Aprofundar a parceria com as sociedades médicas:
para o patologista, o constante diálogo entre o governo e as sociedades de
especialidade envolvidas na luta contra o câncer é outro ponto chave para
reverter o cenário atual. Segundo ele, essas instituições são uma das pontes
capazes de ligar os responsáveis pelas políticas públicas à linha de frente
responsável por aplica-las e aferir seus efeitos.

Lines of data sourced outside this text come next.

//! Integer geometry on the zone grid.
//!
//! Positions are cell coordinates. [`Rect`] is half-open: a rectangle at
//! `(x, y)` with size `w x h` covers `x..x + w` and `y..y + h`.

use serde::{Deserialize, Serialize};
use std::fmt;

/// A single grid coordinate component.
pub type Coord = i32;

// ---------------------------------------------------------------------------
// GridPos
// ---------------------------------------------------------------------------

/// A cell on the zone plane.
#[derive(Clone, Copy, PartialEq, Eq, Hash, PartialOrd, Ord, Default, Serialize, Deserialize)]
pub struct GridPos {
    pub x: Coord,
    pub y: Coord,
}

impl GridPos {
    #[inline]
    pub const fn new(x: Coord, y: Coord) -> Self {
        Self { x, y }
    }

    /// Chessboard distance: the larger of the two axis deltas.
    #[inline]
    pub fn chebyshev(self, other: GridPos) -> Coord {
        (self.x - other.x).abs().max((self.y - other.y).abs())
    }

    /// Straight-line distance.
    #[inline]
    pub fn distance(self, other: GridPos) -> f64 {
        let dx = f64::from(self.x - other.x);
        let dy = f64::from(self.y - other.y);
        (dx * dx + dy * dy).sqrt()
    }

    /// Pack into a `u64` for lock-free publication.
    #[inline]
    pub fn to_bits(self) -> u64 {
        (u64::from(self.x as u32) << 32) | u64::from(self.y as u32)
    }

    /// Inverse of [`GridPos::to_bits`].
    #[inline]
    pub fn from_bits(bits: u64) -> Self {
        Self {
            x: (bits >> 32) as u32 as i32,
            y: bits as u32 as i32,
        }
    }
}

impl fmt::Debug for GridPos {
    fn fmt(&self, f: &mut fmt::Formatter<'_>) -> fmt::Result {
        write!(f, "({}, {})", self.x, self.y)
    }
}

impl fmt::Display for GridPos {
    fn fmt(&self, f: &mut fmt::Formatter<'_>) -> fmt::Result {
        write!(f, "({}, {})", self.x, self.y)
    }
}

// ---------------------------------------------------------------------------
// Vec3
// ---------------------------------------------------------------------------

/// A position with height. The simulation works on `x`/`y`; `z` is carried
/// through for clients and persistence.
#[derive(Debug, Clone, Copy, PartialEq, Eq, Hash, Default, Serialize, Deserialize)]
pub struct Vec3 {
    pub x: Coord,
    pub y: Coord,
    pub z: Coord,
}

impl Vec3 {
    pub const fn new(x: Coord, y: Coord, z: Coord) -> Self {
        Self { x, y, z }
    }

    pub fn grid(self) -> GridPos {
        GridPos::new(self.x, self.y)
    }

    pub fn with_grid(self, pos: GridPos) -> Self {
        Self {
            x: pos.x,
            y: pos.y,
            z: self.z,
        }
    }
}

// ---------------------------------------------------------------------------
// Rect
// ---------------------------------------------------------------------------

/// An axis-aligned, half-open rectangle.
#[derive(Debug, Clone, Copy, PartialEq, Eq, Hash, Default, Serialize, Deserialize)]
pub struct Rect {
    pub x: Coord,
    pub y: Coord,
    pub width: Coord,
    pub height: Coord,
}

impl Rect {
    pub const fn new(x: Coord, y: Coord, width: Coord, height: Coord) -> Self {
        Self {
            x,
            y,
            width,
            height,
        }
    }

    /// The rectangle spanning `center +- (half_w, half_h)`, with the origin
    /// clamped to zero. Clamping moves the origin without growing the size,
    /// matching how screen and leash rectangles are built near the map edge.
    pub fn around(center: GridPos, half_w: Coord, half_h: Coord) -> Self {
        Self {
            x: (center.x - half_w).max(0),
            y: (center.y - half_h).max(0),
            width: 2 * half_w,
            height: 2 * half_h,
        }
    }

    #[inline]
    pub fn right(&self) -> Coord {
        self.x + self.width
    }

    #[inline]
    pub fn bottom(&self) -> Coord {
        self.y + self.height
    }

    #[inline]
    pub fn is_empty(&self) -> bool {
        self.width <= 0 || self.height <= 0
    }

    #[inline]
    pub fn contains(&self, pos: GridPos) -> bool {
        pos.x >= self.x && pos.x < self.right() && pos.y >= self.y && pos.y < self.bottom()
    }

    /// True when `other` lies entirely inside `self`.
    pub fn contains_rect(&self, other: &Rect) -> bool {
        !self.is_empty()
            && other.x >= self.x
            && other.y >= self.y
            && other.right() <= self.right()
            && other.bottom() <= self.bottom()
    }

    /// Pack into a `u64` as four `u16` lanes. Coordinates are saturated into
    /// the `u16` range, which covers every map a `u16` header can describe.
    pub fn to_bits(&self) -> u64 {
        let lane = |v: Coord| u64::from(v.clamp(0, i32::from(u16::MAX)) as u16);
        (lane(self.x) << 48) | (lane(self.y) << 32) | (lane(self.width) << 16) | lane(self.height)
    }

    pub fn from_bits(bits: u64) -> Self {
        Self {
            x: Coord::from((bits >> 48) as u16),
            y: Coord::from((bits >> 32) as u16),
            width: Coord::from((bits >> 16) as u16),
            height: Coord::from(bits as u16),
        }
    }
}

impl fmt::Display for Rect {
    fn fmt(&self, f: &mut fmt::Formatter<'_>) -> fmt::Result {
        write!(
            f,
            "[{}, {}; {}x{}]",
            self.x, self.y, self.width, self.height
        )
    }
}

// ---------------------------------------------------------------------------
// Tests
// ---------------------------------------------------------------------------

#[cfg(test)]
mod tests {
    use super::*;

    #[test]
    fn chebyshev_takes_larger_axis() {
        let a = GridPos::new(3, 10);
        let b = GridPos::new(7, 4);
        assert_eq!(a.chebyshev(b), 6);
        assert_eq!(b.chebyshev(a), 6);
    }

    #[test]
    fn rect_is_half_open() {
        let r = Rect::new(0, 0, 100, 100);
        assert!(r.contains(GridPos::new(0, 0)));
        assert!(r.contains(GridPos::new(99, 99)));
        assert!(!r.contains(GridPos::new(100, 50)));
        assert!(!r.contains(GridPos::new(-1, 50)));
    }

    #[test]
    fn around_clamps_origin_at_zero() {
        let r = Rect::around(GridPos::new(5, 50), 30, 30);
        assert_eq!(r, Rect::new(0, 20, 60, 60));
    }

    #[test]
    fn contains_rect_requires_full_cover() {
        let outer = Rect::new(0, 0, 80, 80);
        assert!(outer.contains_rect(&Rect::new(10, 10, 60, 60)));
        assert!(!outer.contains_rect(&Rect::new(30, 30, 60, 60)));
        assert!(!Rect::default().contains_rect(&Rect::default()));
    }

    #[test]
    fn packing_preserves_values() {
        let pos = GridPos::new(-4, 1200);
        assert_eq!(GridPos::from_bits(pos.to_bits()), pos);

        let rect = Rect::new(12, 340, 80, 80);
        assert_eq!(Rect::from_bits(rect.to_bits()), rect);
    }
}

Resolver o nó do sistema de saúde e prepará-lo para o
futuro: unindo fatores como prevenção, diagnóstico e tratamento, a
manutenção do sistema de saúde é a esfera superiora no combate ao câncer,
ditando como todas as políticas públicas são aplicadas.
“É uma questão extensa e extremamente complexa, mas prioritária
e da qual não se pode fugir. Para impedir o avanço do câncer precisamos, antes
de tudo, resolver o nó do sistema de saúde, colocando na mesa questões como o
reajuste de honorários e de procedimentos e até o financiamento dos sistemas
públicos”, finaliza.
Sobre a SBP
Fundada em 1954, a Sociedade Brasileira de
Patologia (SBP) atua na defesa da atuação profissional dos patologistas,
oferecendo oportunidades de atualização e encontros para o desenvolvimento da
especialidade. Desde sua instituição, a SBP tem realizado cursos, congressos e
eventos com o objetivo de elevar o nível de qualificação desses profissionais.